The problem is what exactly people are paying attention to. If they're paying attention to what is constantly being pushed in our faces as a healthy diet, they'll find it hard to believe that the supposedly healthy low fat high carb diet they've been eating could possibly cause them any problems at all, much less something as devastating as dementia. Those of us on here take everything THEY say about healthy diet with several huge grains of salt - our N=1 shows that the claims of more energy and better weight loss on LF/HC just doesn't work, which automatically makes us all very skeptical of any other claims about the health effects of such a diet.

Unfortunately, the LC voice is still being shouted down by what's officially acceptable "research", and more people are paying attention to the louder voice. We see that all the time:

- Dr Atkins suffered a head injury when he slipped on ice, resulting in a coma, and his death - yet the story still persists that he was obese and died of a heart attack because of his supposedly dangerous diet.

- Dr Fettke was silenced for daring to advise his diabetic patients to eat LC, rather than just sit back and wait for them to need limb amputations. (at least that one ended up in favor of his right to advise his patients on diet, even though it still wasn't exactly a ringing endorsement of LC)

- More recently, a mouse study shows that mice only do well on keto for a week, so the news is shouting that means humans can't possibly do well on it more than a week either.
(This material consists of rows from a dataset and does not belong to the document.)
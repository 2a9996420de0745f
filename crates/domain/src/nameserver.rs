use crate::DomainError;
use std::fmt;
use std::net::{IpAddr, SocketAddr};
use std::sync::Arc;

pub const DEFAULT_DNS_PORT: u16 = 53;

/// A nameserver endpoint that may or may not be resolved to an IP.
#[derive(Debug, Clone, PartialEq, Eq, Hash)]
pub enum UpstreamAddr {
    Resolved(SocketAddr),
    Unresolved { hostname: Arc<str>, port: u16 },
}

/// One entry of the `-s` list, kept verbatim.
///
/// The text is only interpreted when a query is about to be sent, so a bad
/// entry costs its own attempt and nothing else.
#[derive(Debug, Clone, PartialEq, Eq, Hash)]
pub struct Nameserver {
    raw: Arc<str>,
}

impl Nameserver {
    pub fn new(raw: impl Into<Arc<str>>) -> Self {
        Self { raw: raw.into() }
    }

    pub fn as_str(&self) -> &str {
        &self.raw
    }

    /// Interprets the entry as `IP`, `IP:port`, `[IPv6]:port`, `hostname`
    /// or `hostname:port`. Port 53 is used when none is given.
    pub fn endpoint(&self) -> Result<UpstreamAddr, DomainError> {
        parse_upstream_addr(&self.raw)
    }
}

impl fmt::Display for Nameserver {
    fn fmt(&self, f: &mut fmt::Formatter<'_>) -> fmt::Result {
        f.write_str(&self.raw)
    }
}

fn parse_host_port(s: &str) -> Option<(&str, u16)> {
    if s.starts_with('[') {
        let end = s.find(']')?;
        let host = &s[1..end];
        let rest = &s[end + 1..];
        let port_str = rest.strip_prefix(':')?;
        let port = port_str.parse::<u16>().ok()?;
        Some((host, port))
    } else {
        let (host, port_str) = s.rsplit_once(':')?;
        let port = port_str.parse::<u16>().ok()?;
        Some((host, port))
    }
}

fn is_hostname(s: &str) -> bool {
    !s.is_empty()
        && s.len() <= 253
        && s.chars()
            .all(|c| c.is_ascii_alphanumeric() || c == '-' || c == '.' || c == '_')
}

fn parse_upstream_addr(addr_str: &str) -> Result<UpstreamAddr, DomainError> {
    if let Ok(addr) = addr_str.parse::<SocketAddr>() {
        return Ok(UpstreamAddr::Resolved(addr));
    }

    let bare = addr_str
        .strip_prefix('[')
        .and_then(|s| s.strip_suffix(']'))
        .unwrap_or(addr_str);
    if let Ok(ip) = bare.parse::<IpAddr>() {
        return Ok(UpstreamAddr::Resolved(SocketAddr::new(ip, DEFAULT_DNS_PORT)));
    }

    if let Some((host, port)) = parse_host_port(addr_str) {
        if is_hostname(host) {
            return Ok(UpstreamAddr::Unresolved {
                hostname: host.into(),
                port,
            });
        }
    }

    if is_hostname(addr_str) {
        return Ok(UpstreamAddr::Unresolved {
            hostname: addr_str.into(),
            port: DEFAULT_DNS_PORT,
        });
    }

    Err(DomainError::InvalidNameserver(format!(
        "'{}' is not an IP, IP:port or hostname",
        addr_str
    )))
}

/// How queries are issued: the platform resolver, or an ordered list of
/// nameservers tried one after another until one answers with data.
#[derive(Debug, Clone, PartialEq, Eq, Default)]
pub enum ResolutionStrategy {
    #[default]
    SystemDefault,
    CustomChain(Vec<Nameserver>),
}

impl ResolutionStrategy {
    /// Parses the raw `-s` value: all whitespace is removed, then the rest is
    /// split on commas. An empty value selects the system resolver.
    ///
    /// Entries are not validated here; `a,,b` keeps its empty middle entry.
    pub fn parse(raw: &str) -> Self {
        let compact: String = raw.chars().filter(|c| !c.is_whitespace()).collect();
        if compact.is_empty() {
            return ResolutionStrategy::SystemDefault;
        }

        ResolutionStrategy::CustomChain(compact.split(',').map(Nameserver::new).collect())
    }

    pub fn nameservers(&self) -> &[Nameserver] {
        match self {
            ResolutionStrategy::SystemDefault => &[],
            ResolutionStrategy::CustomChain(servers) => servers,
        }
    }

    pub fn is_system_default(&self) -> bool {
        matches!(self, ResolutionStrategy::SystemDefault)
    }
}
- The head of the ADA has just announced that by eating LC, she has her diabetes well under control and is already off all but one of her diabetes meds - it's only a matter of time before she's silenced, one way or another, whether it's the media silencing her, or the drug and carb peddling corporate partners of the ADA silencing her.


As long as the official word on diet is that you need to eat lots and lots of carbs to be healthy, and it's ok for diabetics to eat whatever carby junk they want, and just cover it with more insulin, there's going to be more people listening to that than there are people who realize what's really going on with diet, blood sugar, diabetes, insulin, and dementia/alzheimers.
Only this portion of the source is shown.